By Bob Heafner © 1991
Issue: May, 1991
In the years prior to this nation's great depression my father, Walter Arnold Heafner, was an avid possum hunter. He delighted in a good "tree dog" and loved the thrill of the chase. Although he never admitted to actually eating possum, or killing one for that matter, his stories of great dogs and hunting adventures fanned my imagination as a small boy.
After Dad's health eliminated his participation in hunts, he often would sit with my brother Ken and me in the shade of a summer evening or by the fire in winter and swap hunting stories. Ken and I, both teenagers, were avid rabbit hunters but we both listened and laughed as Dad related various incidents like the time an Uncle I won't name, got a little tipsy on a possum hunting expedition. Seems the dogs had treed a baby possum and Uncle had climbed a sapling pine tree and caught it. Deciding to keep it as a pet he carried it with him as they proceeded on the hunt. While carrying it along he absentmindedly twirled its tail around his finger.
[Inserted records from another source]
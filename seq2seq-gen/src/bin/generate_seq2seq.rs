//! Generate a target sentence for the first line of a file.
//!
//! The model is rebuilt from its hyperparameters, filled from a checkpoint
//! and then sampled token by token for a fixed target length.

use std::path::PathBuf;

use anyhow::{Context, Result};
use clap::Parser;
use rand::rngs::StdRng;
use rand::SeedableRng;
use tracing::info;
use tracing_subscriber::{layer::SubscriberExt, util::SubscriberInitExt};

use seq2seq_gen::checkpoint;
use seq2seq_gen::config::{HyperParams, ModelOverrides};
use seq2seq_gen::generate::{read_source_line, write_prediction, Generator};
use seq2seq_gen::model::GenerateSeq2seq;
use seq2seq_gen::sampling::SamplingConfig;
use seq2seq_gen::tokenizer::{TokenizerKind, TokenizerPair};

#[derive(Parser, Debug)]
#[command(author, version, about, rename_all = "snake_case")]
struct Args {
    /// Path of the model checkpoint.
    #[arg(long)]
    load_model_path: PathBuf,

    /// Path of the source vocabulary file.
    #[arg(long)]
    vocab_path: PathBuf,

    /// Path of the target vocabulary file, used with the seq2seq target.
    #[arg(long)]
    tgt_vocab_path: Option<PathBuf>,

    /// Path of the input file; only its first line is used.
    #[arg(long)]
    test_path: PathBuf,

    /// Path of the output file.
    #[arg(long)]
    prediction_path: PathBuf,

    /// Path of the hyperparameter JSON file.
    #[arg(long)]
    config_path: Option<PathBuf>,

    /// Source tokenizer.
    #[arg(long, value_enum, default_value = "bert")]
    tokenizer: TokenizerKind,

    /// Target tokenizer, used with the seq2seq target.
    #[arg(long, value_enum, default_value = "bert")]
    tgt_tokenizer: TokenizerKind,

    /// Maximum source sequence length.
    #[arg(long, default_value_t = 128)]
    seq_length: usize,

    /// Target sequence length, including the start token.
    #[arg(long, default_value_t = 128)]
    tgt_seq_length: usize,

    /// Values of 0 or below disable top-k filtering.
    #[arg(long, default_value_t = 70, allow_negative_numbers = true)]
    top_k: i64,

    #[arg(long, default_value_t = 0.0)]
    top_p: f32,

    #[arg(long, default_value_t = 1.0)]
    temperature: f32,

    /// Seed for sampling; entropy when absent.
    #[arg(long)]
    seed: Option<u64>,

    #[command(flatten)]
    model: ModelOverrides,
}

impl Args {
    fn sampling(&self) -> SamplingConfig {
        SamplingConfig {
            top_k: self.top_k.max(0) as usize,
            top_p: self.top_p,
            temperature: self.temperature,
        }
    }
}

fn main() -> Result<()> {
    tracing_subscriber::registry()
        .with(tracing_subscriber::EnvFilter::new(
            std::env::var("RUST_LOG").unwrap_or_else(|_| "seq2seq_gen=info,generate_seq2seq=info".into()),
        ))
        .with(tracing_subscriber::fmt::layer().with_writer(std::io::stderr))
        .init();

    let args = Args::parse();

    let mut params = match &args.config_path {
        Some(path) => HyperParams::load(path)
            .with_context(|| format!("failed to read hyperparameters from {:?}", path))?,
        None => HyperParams::default(),
    };
    args.model.apply(&mut params);
    params.validate()?;
    info!("hyperparameters: {:?}", params);

    let tokenizers = TokenizerPair::load(
        params.target,
        args.tokenizer,
        &args.vocab_path,
        args.tgt_tokenizer,
        args.tgt_vocab_path.as_deref(),
    )
    .context("failed to build tokenizers")?;

    let mut rng = match args.seed {
        Some(seed) => StdRng::seed_from_u64(seed),
        None => StdRng::from_entropy(),
    };

    let mut model = GenerateSeq2seq::new(
        params,
        tokenizers.source().vocab().len(),
        tokenizers.target().vocab().len(),
        &mut rng,
    );
    checkpoint::load_model(&mut model, &args.load_model_path)
        .with_context(|| format!("failed to load checkpoint {:?}", args.load_model_path))?;
    info!("loaded model with {} parameters", model.num_params()?);

    let line = read_source_line(&args.test_path)
        .with_context(|| format!("failed to read {:?}", args.test_path))?;

    let generator = Generator::new(
        &model,
        tokenizers.source(),
        tokenizers.target(),
        args.seq_length,
        args.tgt_seq_length,
        args.sampling(),
    );
    let generation = generator.generate(&line, &mut rng)?;

    write_prediction(&args.prediction_path, &line, &generation)
        .with_context(|| format!("failed to write {:?}", args.prediction_path))?;
    info!("wrote {} target tokens to {:?}", generation.tokens.len(), args.prediction_path);

    Ok(())
}

#[cfg(test)]
mod tests {
    use super::*;
    use seq2seq_gen::config::{EmbeddingKind, TargetKind};

    const REQUIRED: [&str; 9] = [
        "generate_seq2seq",
        "--load_model_path",
        "model.s2sg",
        "--vocab_path",
        "vocab.txt",
        "--test_path",
        "test.txt",
        "--prediction_path",
        "pred.txt",
    ];

    #[test]
    fn defaults_match_reference_settings() {
        let args = Args::try_parse_from(REQUIRED).unwrap();
        assert_eq!(args.sampling(), SamplingConfig::default());
        assert_eq!(args.top_k, 70);
        assert_eq!(args.top_p, 0.0);
        assert_eq!(args.temperature, 1.0);
        assert_eq!(args.seq_length, 128);
        assert_eq!(args.tgt_seq_length, 128);
        assert_eq!(args.tokenizer, TokenizerKind::Bert);
        assert_eq!(args.tgt_tokenizer, TokenizerKind::Bert);
        assert!(args.tgt_vocab_path.is_none());
        assert!(args.seed.is_none());
    }

    #[test]
    fn snake_case_flags_override_config_file() {
        let mut argv = REQUIRED.to_vec();
        argv.extend([
            "--tgt_embedding",
            "word_sinusoidalpos",
            "--tie_weights",
            "--target",
            "seq2seq",
            "--tgt_seq_length",
            "5",
            "--top_p",
            "0.9",
        ]);
        let args = Args::try_parse_from(argv).unwrap();
        assert_eq!(args.tgt_seq_length, 5);
        assert_eq!(args.sampling().top_p, 0.9);

        let mut params: HyperParams =
            serde_json::from_str(r#"{"tgt_embedding": "word", "target": "t5"}"#).unwrap();
        args.model.apply(&mut params);
        assert_eq!(params.tgt_embedding, EmbeddingKind::WordSinusoidalpos);
        assert_eq!(params.target, TargetKind::Seq2seq);
        assert!(params.tie_weights);
        assert!(!params.has_lmtarget_bias);
    }

    #[test]
    fn negative_top_k_disables_filtering() {
        let mut argv = REQUIRED.to_vec();
        argv.extend(["--top_k", "-1"]);
        let args = Args::try_parse_from(argv).unwrap();
        assert_eq!(args.top_k, -1);
        assert_eq!(args.sampling().top_k, 0);
    }

    #[test]
    fn unknown_tokenizer_is_rejected() {
        let mut argv = REQUIRED.to_vec();
        argv.extend(["--tokenizer", "bpe"]);
        assert!(Args::try_parse_from(argv).is_err());
    }
}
The possum obviously did not appreciate the disruption in his daily routine or having his tail twirled. While small, it was still big enough to bite and Dad recalled that every so often Uncle would grunt and complained this was the first possum he'd ever seen that carried scissors.
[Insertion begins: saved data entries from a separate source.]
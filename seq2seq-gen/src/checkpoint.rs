//! Named-tensor checkpoint files.
//!
//! Layout (little-endian): magic `S2SG`, `u32` version, `u32` tensor count,
//! then per tensor a `u32` name length, the UTF-8 name, a `u32` rank, `rank`
//! `u32` dimensions and the `f32` data in row-major order.

use std::collections::{BTreeMap, BTreeSet};
use std::fs::File;
use std::io::{BufWriter, Write};
use std::path::Path;

use bytemuck::cast_slice;
use memmap2::MmapOptions;
use ndarray::{ArrayD, ArrayViewMutD, IxDyn};
use tracing::{debug, warn};

use crate::error::{Error, Result};
use crate::model::{ParamVisitor, Parameters};

const MAGIC: &[u8; 4] = b"S2SG";
const VERSION: u32 = 1;

/// In-memory set of named tensors.
#[derive(Debug, Default)]
pub struct Checkpoint {
    tensors: BTreeMap<String, ArrayD<f32>>,
}

struct Collector<'a>(&'a mut BTreeMap<String, ArrayD<f32>>);

impl ParamVisitor for Collector<'_> {
    fn visit(&mut self, name: &str, param: ArrayViewMutD<'_, f32>) -> Result<()> {
        self.0.insert(name.to_string(), param.to_owned());
        Ok(())
    }
}

struct Assigner<'a> {
    checkpoint: &'a Checkpoint,
    used: BTreeSet<String>,
}

impl ParamVisitor for Assigner<'_> {
    fn visit(&mut self, name: &str, mut param: ArrayViewMutD<'_, f32>) -> Result<()> {
        let tensor = self
            .checkpoint
            .get(name)
            .ok_or_else(|| Error::MissingTensor(name.to_string()))?;
        if tensor.shape() != param.shape() {
            return Err(Error::ShapeMismatch {
                name: name.to_string(),
                expected: param.shape().to_vec(),
                found: tensor.shape().to_vec(),
            });
        }
        param.assign(tensor);
        self.used.insert(name.to_string());
        Ok(())
    }
}

impl Checkpoint {
    /// Snapshot every parameter of `model`.
    pub fn from_model<M: Parameters + ?Sized>(model: &mut M) -> Result<Self> {
        let mut tensors = BTreeMap::new();
        model.visit_params("", &mut Collector(&mut tensors))?;
        Ok(Self { tensors })
    }

    pub fn len(&self) -> usize {
        self.tensors.len()
    }

    pub fn is_empty(&self) -> bool {
        self.tensors.is_empty()
    }

    pub fn get(&self, name: &str) -> Option<&ArrayD<f32>> {
        self.tensors.get(name)
    }

    pub fn insert(&mut self, name: impl Into<String>, tensor: ArrayD<f32>) {
        self.tensors.insert(name.into(), tensor);
    }

    pub fn save<P: AsRef<Path>>(&self, path: P) -> Result<()> {
        let mut f = BufWriter::new(File::create(path)?);
        f.write_all(MAGIC)?;
        f.write_all(&VERSION.to_le_bytes())?;
        f.write_all(&(self.tensors.len() as u32).to_le_bytes())?;
        for (name, tensor) in &self.tensors {
            f.write_all(&(name.len() as u32).to_le_bytes())?;
            f.write_all(name.as_bytes())?;
            f.write_all(&(tensor.ndim() as u32).to_le_bytes())?;
            for &d in tensor.shape() {
                f.write_all(&(d as u32).to_le_bytes())?;
            }
            let data: Vec<f32> = tensor.iter().copied().collect();
            f.write_all(cast_slice(&data))?;
        }
        f.flush()?;
        Ok(())
    }

    /// Memory-map and parse a checkpoint file.
    pub fn load<P: AsRef<Path>>(path: P) -> Result<Self> {
        let file = File::open(path)?;
        let mmap = unsafe { MmapOptions::new().map(&file)? };
        Self::parse(&mmap[..])
    }

    pub fn parse(bytes: &[u8]) -> Result<Self> {
        let mut reader = Reader { buf: bytes, offset: 0 };
        if reader.bytes(4)? != MAGIC {
            return Err(Error::Checkpoint("bad magic".to_string()));
        }
        let version = reader.u32()?;
        if version != VERSION {
            return Err(Error::Checkpoint(format!("unsupported version {}", version)));
        }

        let count = reader.u32()?;
        let mut tensors = BTreeMap::new();
        for _ in 0..count {
            let name_len = reader.u32()? as usize;
            let name = std::str::from_utf8(reader.bytes(name_len)?)
                .map_err(|e| Error::Checkpoint(format!("tensor name is not UTF-8: {}", e)))?
                .to_string();
            let rank = reader.u32()? as usize;
            let mut shape = Vec::with_capacity(rank);
            for _ in 0..rank {
                shape.push(reader.u32()? as usize);
            }
            let numel: usize = shape.iter().product();
            let data = reader
                .bytes(numel * 4)?
                .chunks_exact(4)
                .map(|c| f32::from_le_bytes([c[0], c[1], c[2], c[3]]))
                .collect();
            let tensor = ArrayD::from_shape_vec(IxDyn(&shape), data)
                .map_err(|e| Error::Checkpoint(format!("tensor `{}`: {}", name, e)))?;
            tensors.insert(name, tensor);
        }
        if reader.offset != bytes.len() {
            return Err(Error::Checkpoint(format!(
                "{} trailing bytes",
                bytes.len() - reader.offset
            )));
        }
        Ok(Self { tensors })
    }

    /// Copy tensors into every parameter of `model`. Each parameter must be
    /// present with a matching shape; unused tensors are reported.
    pub fn apply<M: Parameters + ?Sized>(&self, model: &mut M) -> Result<()> {
        let mut assigner = Assigner {
            checkpoint: self,
            used: BTreeSet::new(),
        };
        model.visit_params("", &mut assigner)?;
        for name in self.tensors.keys().filter(|n| !assigner.used.contains(*n)) {
            warn!("checkpoint tensor `{}` is not used by the model", name);
        }
        debug!("loaded {} tensors", assigner.used.len());
        Ok(())
    }
}

/// Load the checkpoint at `path` into `model`.
pub fn load_model<M: Parameters + ?Sized, P: AsRef<Path>>(model: &mut M, path: P) -> Result<()> {
    Checkpoint::load(path)?.apply(model)
}

struct Reader<'a> {
    buf: &'a [u8],
    offset: usize,
}

impl<'a> Reader<'a> {
    fn bytes(&mut self, len: usize) -> Result<&'a [u8]> {
        let end = self
            .offset
            .checked_add(len)
            .filter(|&end| end <= self.buf.len())
            .ok_or_else(|| Error::Checkpoint("unexpected end of file".to_string()))?;
        let out = &self.buf[self.offset..end];
        self.offset = end;
        Ok(out)
    }

    fn u32(&mut self) -> Result<u32> {
        let b = self.bytes(4)?;
        Ok(u32::from_le_bytes([b[0], b[1], b[2], b[3]]))
    }
}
But enough about hunting possums this is about Dad's recipe for cooking a possum. First you must catch the possum live and pen it up and feed it corn and table scraps for at least two weeks. This is absolutely necessary to purge its system of any remnants of its less than sanitary dietary habits.
After the feeding and fat'n process is complete and the possum is reduced to a well cleaned and WASHED meat, you are ready to begin cooking it.
Begin by boiling the possum for at least two hours in a large pot filled with water. Every 30 minutes drain the grease from the water. When finished take the possum out of the water and thoroughly wash. Then place the possum on a large oak cooking board and place one pound whole kernel corn, two pounds peeled new potatoes, one pound carrots and half a dozen sweet potatoes around the possum on the board. Place in oven and bake for three hours at 325 degrees. Be sure to put a container of some kind under the cooking board because the possum is greasy and the grease will drip off the board in your oven.
When finished, remove the cooking board and contents from the oven, carefully walk at least one mile from your home (downwind) and scrape everything off the cooking board. Carry the cooking board home and thoroughly wash it. Eat the board.
Dad swore this was the only way he'd ever eat a possum.